* _WHAT TO PRODUCE_:
Would you please return the lines of the entries below starting at the line that has "pub type ContentReporter" and ending at the line that has "pub fn eat(&self, chunk: &str)", both included, exactly as they are?

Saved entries
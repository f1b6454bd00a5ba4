//! The streaming markdown machine.
//!
//! Per chunk: append to the buffer, commit every block that a later block
//! has closed, then mask and render what is left as the speculative view.

use std::cell::RefCell;
use std::fmt;

use memchr::memmem;
use tracing::{debug, trace, warn};

use crate::convert::{CmarkConverter, MarkdownConverter};
use crate::error::StreamError;
use crate::overlay::{self, UncertaintyMarker};
use crate::series::SeriesTable;
use crate::Options;

/// Receives rendered HTML.
pub type ContentReporter = Box<dyn FnMut(&str)>;

struct State {
    buffer: String,
    on_processed: ContentReporter,
    on_in_processing: ContentReporter,
}

/// Incremental markdown renderer that hides half-formed syntax.
///
/// Committed blocks are reported once each through the processed-content
/// callback (append semantics). The speculative view of the trailing block
/// is reported through the in-processing callback on every call and
/// replaces the previous one.
///
/// Calling back into the machine from one of its callbacks fails with
/// [`StreamError::Reentrant`].
///
/// # Example
/// ```
/// use std::cell::RefCell;
/// use std::rc::Rc;
/// use streammark::{MarkdownMachine, SeriesTable};
///
/// let pending = Rc::new(RefCell::new(String::new()));
/// let sink = pending.clone();
/// let machine = MarkdownMachine::builder(SeriesTable::default())
///     .on_in_processing_content(move |html| *sink.borrow_mut() = html.to_string())
///     .build();
///
/// machine.eat("**Hello").unwrap();
/// assert_eq!(*pending.borrow(), "<p><span class=\"uncertain\">Hello</span></p>\n");
/// machine.eat("**").unwrap();
/// assert_eq!(*pending.borrow(), "<p><strong>Hello</strong></p>\n");
/// ```
pub struct MarkdownMachine<C = CmarkConverter> {
    table: SeriesTable,
    converter: C,
    marker: UncertaintyMarker,
    state: RefCell<State>,
}

impl MarkdownMachine<CmarkConverter> {
    /// Start configuring a machine with the default converter.
    pub fn builder(table: SeriesTable) -> MachineBuilder<CmarkConverter> {
        MachineBuilder::new(table)
    }
}

impl<C: MarkdownConverter> MarkdownMachine<C> {
    /// Feed the next chunk of text.
    ///
    /// # Panics
    /// Panics if the uncommitted text grows past
    /// [`MAX_PENDING_LEN`](crate::limits::MAX_PENDING_LEN) bytes.
    pub fn eat(&self, chunk: &str) -> Result<(), StreamError> {
        let mut state = self.lock()?;
        let state = &mut *state;

        state.buffer.push_str(chunk);
        self.commit_closed_blocks(state);

        let overlay = overlay::scan(&self.table, &state.buffer);
        trace!(
            len = state.buffer.len(),
            open = ?overlay.open_series(),
            completed = overlay.completed(),
            failed = overlay.failed(),
            "overlay pass"
        );
        let masked = overlay::mask(&state.buffer, overlay.ranges(), &self.marker);
        let html = self.converter.render(&masked);
        (state.on_in_processing)(&html);

        Ok(())
    }

    /// End of stream: commit whatever is left, unmasked, and clear the
    /// speculative view.
    pub fn finish_eating(&self) -> Result<(), StreamError> {
        let mut state = self.lock()?;
        let state = &mut *state;

        if !state.buffer.is_empty() {
            let html = self.converter.render(&state.buffer);
            debug!(len = state.buffer.len(), "stream finished");
            state.buffer.clear();
            if !html.is_empty() {
                (state.on_processed)(&html);
            }
        }
        (state.on_in_processing)("");

        Ok(())
    }

    /// Drop the buffer without reporting anything.
    pub fn reset(&self) -> Result<(), StreamError> {
        self.lock()?.buffer.clear();
        Ok(())
    }

    /// The text not yet committed.
    pub fn pending_text(&self) -> Result<String, StreamError> {
        Ok(self.lock()?.buffer.clone())
    }

    #[inline]
    pub fn table(&self) -> &SeriesTable {
        &self.table
    }

    #[inline]
    pub fn converter(&self) -> &C {
        &self.converter
    }

    fn lock(&self) -> Result<std::cell::RefMut<'_, State>, StreamError> {
        self.state.try_borrow_mut().map_err(|_| {
            warn!("rejected re-entrant call into markdown machine");
            StreamError::Reentrant
        })
    }

    /// Every block except the last is closed by the one after it. Blocks
    /// that render to nothing are dropped without a report.
    fn commit_closed_blocks(&self, state: &mut State) {
        let tokens = self.converter.parse_blocks(&state.buffer);
        let closed = tokens.len().saturating_sub(1);

        for token in tokens.into_iter().take(closed) {
            if !token.kind.is_separator() {
                let html = self.converter.render_block(&token);
                debug!(kind = ?token.kind, len = token.raw.len(), "committed block");
                if !html.is_empty() {
                    (state.on_processed)(&html);
                }
            }
            if let Some(at) = memmem::find(state.buffer.as_bytes(), token.raw.as_bytes()) {
                state.buffer.replace_range(at..at + token.raw.len(), "");
            }
        }
    }
}

impl<C> fmt::Debug for MarkdownMachine<C> {
    fn fmt(&self, f: &mut fmt::Formatter<'_>) -> fmt::Result {
        let mut d = f.debug_struct("MarkdownMachine");
        d.field("series", &self.table.len());
        match self.state.try_borrow() {
            Ok(state) => d.field("buffer", &state.buffer),
            Err(_) => d.field("buffer", &"<busy>"),
        };
        d.finish()
    }
}

/// Builder for [`MarkdownMachine`].
pub struct MachineBuilder<C = CmarkConverter> {
    table: SeriesTable,
    converter: C,
    marker: UncertaintyMarker,
    on_processed: ContentReporter,
    on_in_processing: ContentReporter,
}

impl MachineBuilder<CmarkConverter> {
    pub fn new(table: SeriesTable) -> Self {
        Self {
            table,
            converter: CmarkConverter::default(),
            marker: UncertaintyMarker::default(),
            on_processed: Box::new(|_| {}),
            on_in_processing: Box::new(|_| {}),
        }
    }

    /// Configure the default converter.
    pub fn options(mut self, options: &Options) -> Self {
        self.converter = CmarkConverter::new(options);
        self
    }
}

impl<C: MarkdownConverter> MachineBuilder<C> {
    /// Swap in another converter.
    pub fn converter<D: MarkdownConverter>(self, converter: D) -> MachineBuilder<D> {
        MachineBuilder {
            table: self.table,
            converter,
            marker: self.marker,
            on_processed: self.on_processed,
            on_in_processing: self.on_in_processing,
        }
    }

    pub fn marker(mut self, marker: UncertaintyMarker) -> Self {
        self.marker = marker;
        self
    }

    /// Called once per committed block.
    pub fn on_processed_content(mut self, f: impl FnMut(&str) + 'static) -> Self {
        self.on_processed = Box::new(f);
        self
    }

    /// Called once per chunk with the full speculative view.
    pub fn on_in_processing_content(mut self, f: impl FnMut(&str) + 'static) -> Self {
        self.on_in_processing = Box::new(f);
        self
    }

    pub fn build(self) -> MarkdownMachine<C> {
        MarkdownMachine {
            table: self.table,
            converter: self.converter,
            marker: self.marker,
            state: RefCell::new(State {
                buffer: String::new(),
                on_processed: self.on_processed,
                on_in_processing: self.on_in_processing,
            }),
        }
    }
}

* _ANSWER SECTION_:
pub type ContentReporter = Box<dyn FnMut(&str)>;

struct State {
    buffer: String,
    on_processed: ContentReporter,
    on_in_processing: ContentReporter,
}

/// Incremental markdown renderer that hides half-formed syntax.
///
/// Committed blocks are reported once each through the processed-content
/// callback (append semantics). The speculative view of the trailing block
/// is reported through the in-processing callback on every call and
/// replaces the previous one.
///
/// Calling back into the machine from one of its callbacks fails with
/// [`StreamError::Reentrant`].
///
/// # Example
/// ```
/// use std::cell::RefCell;
/// use std::rc::Rc;
/// use streammark::{MarkdownMachine, SeriesTable};
///
/// let pending = Rc::new(RefCell::new(String::new()));
/// let sink = pending.clone();
/// let machine = MarkdownMachine::builder(SeriesTable::default())
///     .on_in_processing_content(move |html| *sink.borrow_mut() = html.to_string())
///     .build();
///
/// machine.eat("**Hello").unwrap();
/// assert_eq!(*pending.borrow(), "<p><span class=\"uncertain\">Hello</span></p>\n");
/// machine.eat("**").unwrap();
/// assert_eq!(*pending.borrow(), "<p><strong>Hello</strong></p>\n");
/// ```
pub struct MarkdownMachine<C = CmarkConverter> {
    table: SeriesTable,
    converter: C,
    marker: UncertaintyMarker,
    state: RefCell<State>,
}

impl MarkdownMachine<CmarkConverter> {
    /// Start configuring a machine with the default converter.
    pub fn builder(table: SeriesTable) -> MachineBuilder<CmarkConverter> {
        MachineBuilder::new(table)
    }
}

impl<C: MarkdownConverter> MarkdownMachine<C> {
    /// Feed the next chunk of text.
    ///
    /// # Panics
    /// Panics if the uncommitted text grows past
    /// [`MAX_PENDING_LEN`](crate::limits::MAX_PENDING_LEN) bytes.
    pub fn eat(&self, chunk: &str) -> Result<(), StreamError> {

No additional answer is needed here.